• What the exercise asks: When you reach the line with "utilities for Sprig." in the listing below, transcribe it and each line after it up to and including the line with "the batcher needs", exactly and with nothing else.

----- Material supplied -----

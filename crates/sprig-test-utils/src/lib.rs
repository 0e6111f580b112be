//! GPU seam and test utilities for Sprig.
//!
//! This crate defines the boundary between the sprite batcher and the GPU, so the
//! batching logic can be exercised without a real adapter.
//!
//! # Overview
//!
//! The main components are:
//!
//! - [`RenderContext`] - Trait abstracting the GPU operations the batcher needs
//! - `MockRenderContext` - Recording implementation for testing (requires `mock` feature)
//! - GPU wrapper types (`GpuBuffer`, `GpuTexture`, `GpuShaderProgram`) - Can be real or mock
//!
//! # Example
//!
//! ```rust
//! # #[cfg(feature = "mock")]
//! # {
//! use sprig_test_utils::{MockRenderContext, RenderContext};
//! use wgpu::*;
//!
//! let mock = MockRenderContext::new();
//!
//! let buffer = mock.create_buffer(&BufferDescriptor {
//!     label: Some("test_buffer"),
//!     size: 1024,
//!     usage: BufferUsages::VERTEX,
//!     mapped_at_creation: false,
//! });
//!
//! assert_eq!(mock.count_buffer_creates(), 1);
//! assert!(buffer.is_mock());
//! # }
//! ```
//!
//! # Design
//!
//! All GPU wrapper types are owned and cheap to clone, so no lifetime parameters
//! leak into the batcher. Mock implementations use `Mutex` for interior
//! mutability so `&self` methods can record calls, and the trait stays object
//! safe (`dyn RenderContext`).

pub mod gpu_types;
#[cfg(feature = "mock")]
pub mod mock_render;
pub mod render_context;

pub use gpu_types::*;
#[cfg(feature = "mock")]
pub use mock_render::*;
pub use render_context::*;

-----

• Answer for the task:
//! GPU seam and test utilities for Sprig.
//!
//! This crate defines the boundary between the sprite batcher and the GPU, so the
//! batching logic can be exercised without a real adapter.
//!
//! # Overview
//!
//! The main components are:
//!
//! - [`RenderContext`] - Trait abstracting the GPU operations the batcher needs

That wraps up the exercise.